- **Assignment**: Wherever a line in the data below holds "lines", copy that line.

Available data Block Start

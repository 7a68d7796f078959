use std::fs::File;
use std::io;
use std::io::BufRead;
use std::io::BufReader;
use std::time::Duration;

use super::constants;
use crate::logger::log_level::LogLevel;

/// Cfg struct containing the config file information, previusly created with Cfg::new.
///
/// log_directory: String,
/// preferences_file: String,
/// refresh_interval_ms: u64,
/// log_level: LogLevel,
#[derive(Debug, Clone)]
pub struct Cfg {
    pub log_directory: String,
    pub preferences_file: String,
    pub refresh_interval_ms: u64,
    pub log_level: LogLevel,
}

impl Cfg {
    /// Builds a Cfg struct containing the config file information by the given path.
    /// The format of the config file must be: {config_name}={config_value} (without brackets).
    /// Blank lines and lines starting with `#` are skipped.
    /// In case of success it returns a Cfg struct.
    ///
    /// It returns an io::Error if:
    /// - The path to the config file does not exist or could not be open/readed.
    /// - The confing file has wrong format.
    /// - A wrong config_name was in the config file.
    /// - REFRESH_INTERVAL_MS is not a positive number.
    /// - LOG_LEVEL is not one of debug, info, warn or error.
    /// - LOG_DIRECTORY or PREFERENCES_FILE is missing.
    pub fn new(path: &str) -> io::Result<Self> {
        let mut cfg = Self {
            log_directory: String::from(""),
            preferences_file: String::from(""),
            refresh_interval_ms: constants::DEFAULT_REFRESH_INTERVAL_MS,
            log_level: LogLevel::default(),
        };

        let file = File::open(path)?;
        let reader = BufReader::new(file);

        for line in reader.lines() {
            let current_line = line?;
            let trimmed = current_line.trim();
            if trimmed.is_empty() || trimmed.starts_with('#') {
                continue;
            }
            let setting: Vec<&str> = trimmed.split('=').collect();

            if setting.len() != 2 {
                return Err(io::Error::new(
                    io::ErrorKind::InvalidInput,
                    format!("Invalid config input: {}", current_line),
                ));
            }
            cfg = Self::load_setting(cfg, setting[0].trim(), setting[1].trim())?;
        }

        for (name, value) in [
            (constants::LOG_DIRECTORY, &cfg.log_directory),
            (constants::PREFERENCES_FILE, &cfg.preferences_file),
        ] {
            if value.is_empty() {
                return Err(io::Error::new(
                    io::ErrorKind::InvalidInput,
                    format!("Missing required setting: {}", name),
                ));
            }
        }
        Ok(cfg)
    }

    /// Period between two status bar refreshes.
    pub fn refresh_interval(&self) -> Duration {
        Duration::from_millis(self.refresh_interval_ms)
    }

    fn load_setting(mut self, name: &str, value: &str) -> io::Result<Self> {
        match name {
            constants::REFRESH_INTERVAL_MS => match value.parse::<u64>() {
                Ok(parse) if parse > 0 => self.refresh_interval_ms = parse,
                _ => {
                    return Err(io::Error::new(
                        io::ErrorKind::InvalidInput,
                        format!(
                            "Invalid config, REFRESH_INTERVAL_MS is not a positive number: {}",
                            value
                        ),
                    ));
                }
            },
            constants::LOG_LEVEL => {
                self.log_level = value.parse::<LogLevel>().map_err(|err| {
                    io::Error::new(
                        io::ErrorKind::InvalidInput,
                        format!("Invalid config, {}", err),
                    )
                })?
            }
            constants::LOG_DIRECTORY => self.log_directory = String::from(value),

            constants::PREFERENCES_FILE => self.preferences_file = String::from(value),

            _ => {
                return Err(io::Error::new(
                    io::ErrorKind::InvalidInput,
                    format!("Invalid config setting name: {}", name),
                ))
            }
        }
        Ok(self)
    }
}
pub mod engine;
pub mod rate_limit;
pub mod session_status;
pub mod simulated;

Available data Block End
Available data Block Start

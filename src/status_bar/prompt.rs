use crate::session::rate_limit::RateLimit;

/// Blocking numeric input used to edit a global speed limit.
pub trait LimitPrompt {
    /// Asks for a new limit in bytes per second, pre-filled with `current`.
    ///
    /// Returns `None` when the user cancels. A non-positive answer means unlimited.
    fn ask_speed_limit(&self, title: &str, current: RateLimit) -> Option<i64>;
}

Available data Block End
Available data Block Start

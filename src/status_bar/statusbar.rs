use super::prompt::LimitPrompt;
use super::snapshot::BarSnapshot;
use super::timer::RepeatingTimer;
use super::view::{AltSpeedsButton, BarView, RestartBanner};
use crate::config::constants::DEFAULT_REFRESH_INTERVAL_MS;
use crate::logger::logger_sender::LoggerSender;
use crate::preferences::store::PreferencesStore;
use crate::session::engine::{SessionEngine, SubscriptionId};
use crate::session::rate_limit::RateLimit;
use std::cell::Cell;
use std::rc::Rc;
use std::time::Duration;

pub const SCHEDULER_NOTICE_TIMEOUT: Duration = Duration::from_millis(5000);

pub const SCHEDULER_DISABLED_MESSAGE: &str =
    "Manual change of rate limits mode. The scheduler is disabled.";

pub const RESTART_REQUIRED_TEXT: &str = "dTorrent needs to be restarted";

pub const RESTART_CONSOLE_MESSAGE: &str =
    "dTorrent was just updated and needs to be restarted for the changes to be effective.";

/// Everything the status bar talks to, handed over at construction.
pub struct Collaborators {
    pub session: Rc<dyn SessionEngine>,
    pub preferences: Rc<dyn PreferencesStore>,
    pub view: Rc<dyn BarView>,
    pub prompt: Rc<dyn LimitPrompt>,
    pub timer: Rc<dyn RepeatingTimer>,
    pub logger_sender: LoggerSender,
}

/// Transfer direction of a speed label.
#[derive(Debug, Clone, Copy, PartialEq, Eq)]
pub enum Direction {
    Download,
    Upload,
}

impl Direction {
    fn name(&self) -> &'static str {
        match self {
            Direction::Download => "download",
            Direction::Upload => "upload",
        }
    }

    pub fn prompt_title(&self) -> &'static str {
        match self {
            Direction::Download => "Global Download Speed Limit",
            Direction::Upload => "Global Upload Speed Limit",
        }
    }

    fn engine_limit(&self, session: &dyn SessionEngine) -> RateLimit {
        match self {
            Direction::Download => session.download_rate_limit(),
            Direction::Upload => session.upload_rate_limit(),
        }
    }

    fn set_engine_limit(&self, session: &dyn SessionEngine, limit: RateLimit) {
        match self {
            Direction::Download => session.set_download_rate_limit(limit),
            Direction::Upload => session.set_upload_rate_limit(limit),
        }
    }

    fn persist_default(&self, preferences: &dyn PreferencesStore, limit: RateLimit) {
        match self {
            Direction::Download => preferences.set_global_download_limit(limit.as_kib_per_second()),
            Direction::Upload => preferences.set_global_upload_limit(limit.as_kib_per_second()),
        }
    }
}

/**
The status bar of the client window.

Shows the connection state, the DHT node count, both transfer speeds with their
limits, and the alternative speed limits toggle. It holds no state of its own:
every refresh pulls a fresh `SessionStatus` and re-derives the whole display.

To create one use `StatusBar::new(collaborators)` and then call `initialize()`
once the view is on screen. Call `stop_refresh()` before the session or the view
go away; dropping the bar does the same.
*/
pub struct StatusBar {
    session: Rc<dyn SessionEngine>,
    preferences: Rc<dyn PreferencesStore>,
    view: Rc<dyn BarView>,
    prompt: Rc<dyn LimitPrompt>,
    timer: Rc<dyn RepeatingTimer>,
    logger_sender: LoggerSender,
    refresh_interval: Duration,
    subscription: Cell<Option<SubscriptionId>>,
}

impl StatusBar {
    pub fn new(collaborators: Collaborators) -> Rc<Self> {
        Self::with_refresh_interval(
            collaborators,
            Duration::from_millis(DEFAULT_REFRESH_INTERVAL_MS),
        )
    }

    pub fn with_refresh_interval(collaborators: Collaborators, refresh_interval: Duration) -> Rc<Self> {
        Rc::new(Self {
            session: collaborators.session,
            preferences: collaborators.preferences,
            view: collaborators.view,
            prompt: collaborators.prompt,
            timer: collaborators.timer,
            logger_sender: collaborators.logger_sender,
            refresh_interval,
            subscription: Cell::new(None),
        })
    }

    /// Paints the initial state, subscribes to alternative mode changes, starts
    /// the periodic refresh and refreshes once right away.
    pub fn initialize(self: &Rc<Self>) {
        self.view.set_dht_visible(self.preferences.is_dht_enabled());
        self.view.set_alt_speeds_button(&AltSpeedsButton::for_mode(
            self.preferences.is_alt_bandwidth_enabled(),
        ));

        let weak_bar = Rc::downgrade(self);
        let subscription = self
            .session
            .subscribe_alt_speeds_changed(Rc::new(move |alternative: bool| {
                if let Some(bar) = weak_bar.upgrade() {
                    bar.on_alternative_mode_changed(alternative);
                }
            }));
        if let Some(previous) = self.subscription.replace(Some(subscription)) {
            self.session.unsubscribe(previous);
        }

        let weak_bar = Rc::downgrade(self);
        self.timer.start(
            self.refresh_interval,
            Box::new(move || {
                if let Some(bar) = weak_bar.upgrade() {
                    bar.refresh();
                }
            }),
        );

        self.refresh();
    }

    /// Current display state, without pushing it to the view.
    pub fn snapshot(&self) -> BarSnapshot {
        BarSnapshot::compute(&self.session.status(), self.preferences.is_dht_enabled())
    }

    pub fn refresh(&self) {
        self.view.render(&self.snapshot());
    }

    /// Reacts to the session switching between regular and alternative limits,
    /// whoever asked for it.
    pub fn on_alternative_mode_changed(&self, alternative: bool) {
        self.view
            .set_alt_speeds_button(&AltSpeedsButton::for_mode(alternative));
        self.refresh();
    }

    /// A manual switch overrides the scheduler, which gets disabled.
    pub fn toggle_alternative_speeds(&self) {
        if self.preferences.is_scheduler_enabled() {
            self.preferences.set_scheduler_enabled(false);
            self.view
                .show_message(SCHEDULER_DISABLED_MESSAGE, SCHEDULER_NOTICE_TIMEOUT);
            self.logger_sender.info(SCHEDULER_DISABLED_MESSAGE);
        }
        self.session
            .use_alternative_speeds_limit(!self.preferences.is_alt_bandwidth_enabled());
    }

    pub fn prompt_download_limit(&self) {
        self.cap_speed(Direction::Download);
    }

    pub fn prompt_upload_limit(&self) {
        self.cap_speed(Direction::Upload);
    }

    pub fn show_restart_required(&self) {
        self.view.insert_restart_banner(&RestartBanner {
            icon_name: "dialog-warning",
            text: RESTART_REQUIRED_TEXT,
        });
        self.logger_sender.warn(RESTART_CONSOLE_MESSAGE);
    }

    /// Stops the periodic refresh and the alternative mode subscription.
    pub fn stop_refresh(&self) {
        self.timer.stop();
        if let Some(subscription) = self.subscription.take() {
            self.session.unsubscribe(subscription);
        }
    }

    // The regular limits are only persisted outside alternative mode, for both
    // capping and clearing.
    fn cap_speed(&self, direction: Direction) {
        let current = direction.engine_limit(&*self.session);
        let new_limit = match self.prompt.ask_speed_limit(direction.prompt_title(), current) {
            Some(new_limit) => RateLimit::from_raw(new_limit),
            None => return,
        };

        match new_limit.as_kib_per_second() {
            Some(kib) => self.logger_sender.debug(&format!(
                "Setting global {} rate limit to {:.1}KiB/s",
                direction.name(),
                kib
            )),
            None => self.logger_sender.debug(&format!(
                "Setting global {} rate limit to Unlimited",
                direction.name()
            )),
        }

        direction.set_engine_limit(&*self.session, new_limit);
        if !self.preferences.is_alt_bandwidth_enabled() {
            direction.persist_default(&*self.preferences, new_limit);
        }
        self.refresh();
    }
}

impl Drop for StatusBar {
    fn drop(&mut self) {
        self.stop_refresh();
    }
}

Available data Block End

- **Response to this task**:
    /// Blank lines and lines starting with `#` are skipped.
        for line in reader.lines() {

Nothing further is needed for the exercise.